§ **Exercise description**
Throughout the listing that follows, find each line with the word "cached" and copy it.

§ **Data in this exercise**
impl OverrideRegistry {
    /// Create an empty registry
    #[inline]
    #[must_use]
    pub fn new() -> Self {
        Self::with_cache_capacity(DEFAULT_CACHE_CAPACITY)
    }

    /// Create an empty registry pre-sized for `capacity` keys
    ///
    /// The capacity is a sizing hint, not a bound: a current merged value is
    /// only dropped by invalidation.
    #[must_use]
    pub fn with_cache_capacity(capacity: usize) -> Self {
        Self {
            entries: DashMap::with_capacity(capacity),
            loaders: DashMap::with_capacity(capacity),
            merged: Cache::builder()
                .initial_capacity(capacity)
                .support_invalidation_closures()
                .build(),
            clock: AtomicU64::new(1),
        }
    }

    /// Register or replace the base implementation for a key
    ///
    /// Replacing a base invalidates the merged value but keeps a materialized
    /// extension, so the next [`get`](Self::get) re-merges without reloading.
    /// A load that produced nothing is retried.
    pub fn register_base(&self, key: CapabilityKey, value: Implementation) {
        let generation = self.tick();

        let stale = match self.entries.entry(key.clone()) {
            Entry::Occupied(mut occupied) => {
                let entry = occupied.get_mut();
                let previous = entry.generation;
                entry.base = value;
                entry.generation = generation;
                if matches!(entry.extension, ExtensionState::Absent) {
                    entry.extension = ExtensionState::Unresolved;
                    entry.extension_epoch = generation;
                }
                Some(previous)
            }
            Entry::Vacant(vacant) => {
                vacant.insert(RegistryEntry {
                    base: value,
                    extension: ExtensionState::Unresolved,
                    generation,
                    extension_epoch: generation,
                });
                None
            }
        };

        match stale {
            Some(previous) => {
                tracing::debug!(key = %key, "base replaced, merged value invalidated");
                self.evict(key, previous);
            }
            None => tracing::trace!(key = %key, "base registered"),
        }
    }

    /// Register the extension loader for a key, replacing any previous one
    ///
    /// The loader is not invoked here and cached values are left alone.
    pub fn register_extension_loader<L>(&self, key: CapabilityKey, loader: L)
    where
        L: ExtensionLoader + 'static,
    {
        self.register_shared_loader(key, Arc::new(loader));
    }

    /// Register an already shared extension loader
    pub fn register_shared_loader(&self, key: CapabilityKey, loader: Arc<dyn ExtensionLoader>) {
        tracing::trace!(key = %key, ?loader, "extension loader registered");
        self.loaders.insert(key, loader);
    }

    /// Effective implementation for a key
    ///
    /// On first request (or after invalidation) invokes the extension loader
    /// if one is registered and no extension is materialized, merges the
    /// result over the base and caches it. Later requests return the cached
    /// value. A failing loader degrades to the base value.
    ///
    /// # Errors
    /// [`RegistryError::EntryNotFound`] if no base was ever registered.
    pub async fn get(&self, key: &CapabilityKey) -> RegistryResult<Implementation> {
        let snapshot = self.snapshot(key)?;
        let slot = MergedSlot {
            key: key.clone(),
            generation: snapshot.generation,
        };

        let value = self
            .merged
            .get_with(slot, self.materialize(key, snapshot))
            .await;
        Ok(value)
    }

    /// Base implementation for a key, ignoring any extension
    ///
    /// # Errors
    /// [`RegistryError::EntryNotFound`] if no base was ever registered.
    pub fn get_base(&self, key: &CapabilityKey) -> RegistryResult<Implementation> {
        self.entries
            .get(key)
            .map(|entry| entry.base.clone())
            .ok_or_else(|| RegistryError::EntryNotFound(key.clone()))
    }

    /// Whether a loader was registered for the key
    ///
    /// Independent of whether it ran or succeeded.
    #[inline]
    #[must_use]
    pub fn has_extension_loader(&self, key: &CapabilityKey) -> bool {
        self.loaders.contains_key(key)
    }

    /// Drop the materialized extension and merged value for one key
    ///
    /// The next [`get`](Self::get) re-invokes the loader. Base and loader stay.
    /// Unknown keys are ignored.
    pub fn clear_cache(&self, key: &CapabilityKey) {
        let generation = self.tick();
        let previous = self.entries.get_mut(key).map(|mut entry| {
            let previous = entry.generation;
            entry.extension = ExtensionState::Unresolved;
            entry.generation = generation;
            entry.extension_epoch = generation;
            previous
        });

        if let Some(previous) = previous {
            tracing::debug!(key = %key, "cache cleared");
            self.evict(key.clone(), previous);
        }
    }

    /// Drop every materialized extension and merged value
    pub fn clear_all_caches(&self) {
        let generation = self.tick();
        for mut entry in self.entries.iter_mut() {
            entry.extension = ExtensionState::Unresolved;
            entry.generation = generation;
            entry.extension_epoch = generation;
        }
        self.merged.invalidate_all();
        tracing::debug!(entries = self.entries.len(), "all caches cleared");
    }

    /// Whether a base is registered for the key
    #[inline]
    #[must_use]
    pub fn contains(&self, key: &CapabilityKey) -> bool {
        self.entries.contains_key(key)
    }

    /// Registered keys, sorted
    #[must_use]
    pub fn keys(&self) -> Vec<CapabilityKey> {
        let mut keys: Vec<_> = self.entries.iter().map(|e| e.key().clone()).collect();
        keys.sort();
        keys
    }

    /// Number of registered keys
    #[inline]
    #[must_use]
    pub fn len(&self) -> usize {
        self.entries.len()
    }

    /// Whether no key is registered
    #[inline]
    #[must_use]
    pub fn is_empty(&self) -> bool {
        self.entries.is_empty()
    }

    /// Materialized extension for a key, if one was loaded
    #[must_use]
    pub fn extension(&self, key: &CapabilityKey) -> Option<Implementation> {
        self.entries
            .get(key)
            .and_then(|entry| entry.extension.loaded().cloned())
    }

    /// Registry statistics
    #[must_use]
    pub fn stats(&self) -> RegistryStats {
        RegistryStats {
            entries: self.entries.len(),
            loaders: self.loaders.len(),
            cached: self.merged.entry_count(),
        }
    }

    fn tick(&self) -> u64 {
        self.clock.fetch_add(1, Ordering::Relaxed)
    }

    fn snapshot(&self, key: &CapabilityKey) -> RegistryResult<EntrySnapshot> {
        let entry = self
            .entries
            .get(key)
            .ok_or_else(|| RegistryError::EntryNotFound(key.clone()))?;
        Ok(EntrySnapshot {
            base: entry.base.clone(),
            extension: entry.extension.clone(),
            generation: entry.generation,
            extension_epoch: entry.extension_epoch,
        })
    }

    fn loader(&self, key: &CapabilityKey) -> Option<Arc<dyn ExtensionLoader>> {
        self.loaders.get(key).map(|loader| Arc::clone(loader.value()))
    }

    async fn materialize(&self, key: &CapabilityKey, snapshot: EntrySnapshot) -> Implementation {
        let extension = match snapshot.extension {
            ExtensionState::Loaded(extension) => Some(extension),
            ExtensionState::Absent => None,
            ExtensionState::Unresolved => match self.loader(key) {
                Some(loader) => {
                    let loaded = Self::invoke(key, loader.as_ref()).await;
                    let state = match &loaded {
                        Some(extension) => ExtensionState::Loaded(extension.clone()),
                        None => ExtensionState::Absent,
                    };
                    self.store_extension(key, snapshot.extension_epoch, state);
                    loaded
                }
                None => None,
            },
        };

        let merged = merge::resolve(&snapshot.base, extension.as_ref());
        tracing::trace!(
            key = %key,
            generation = snapshot.generation,
            kind = merged.kind().as_str(),
            extended = extension.is_some(),
            "merged value computed"
        );
        merged
    }

    async fn invoke(key: &CapabilityKey, loader: &dyn ExtensionLoader) -> Option<Implementation> {
        match loader.load().await {
            Ok(Some(extension)) if extension.as_data().is_some_and(serde_json::Value::is_null) => {
                tracing::debug!(key = %key, "extension is null, using base");
                None
            }
            Ok(Some(extension)) => {
                tracing::debug!(key = %key, kind = extension.kind().as_str(), "extension loaded");
                Some(extension)
            }
            Ok(None) => {
                tracing::debug!(key = %key, "no extension value, using base");
                None
            }
            Err(err) => {
                tracing::debug!(key = %key, error = %err, "extension load failed, using base");
                None
            }
        }
    }

    fn store_extension(&self, key: &CapabilityKey, epoch: u64, state: ExtensionState) {
        if let Some(mut entry) = self.entries.get_mut(key) {
            if entry.extension_epoch == epoch
                && matches!(entry.extension, ExtensionState::Unresolved)
            {
                entry.extension = state;
            }
        }
    }

    fn evict(&self, key: CapabilityKey, generation: u64) {
        let result = self
            .merged
            .invalidate_entries_if(move |slot, _| slot.key == key && slot.generation == generation);
        if let Err(err) = result {
            // Stale slots are unreachable; only memory is lost.
            tracing::warn!(error = %err, "stale merged slot not invalidated");
        }
    }
}

impl Default for OverrideRegistry {
    fn default() -> Self {
        Self::new()
    }
}

impl Debug for OverrideRegistry {
    fn fmt(&self, f: &mut Formatter<'_>) -> fmt::Result {
        f.debug_struct("OverrideRegistry")
            .field("keys", &self.keys())
            .field("stats", &self.stats())
            .finish()
    }
}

§ **Solution below**
    /// The loader is not invoked here and cached values are left alone.
    /// result over the base and caches it. Later requests return the cached
            cached: self.merged.entry_count(),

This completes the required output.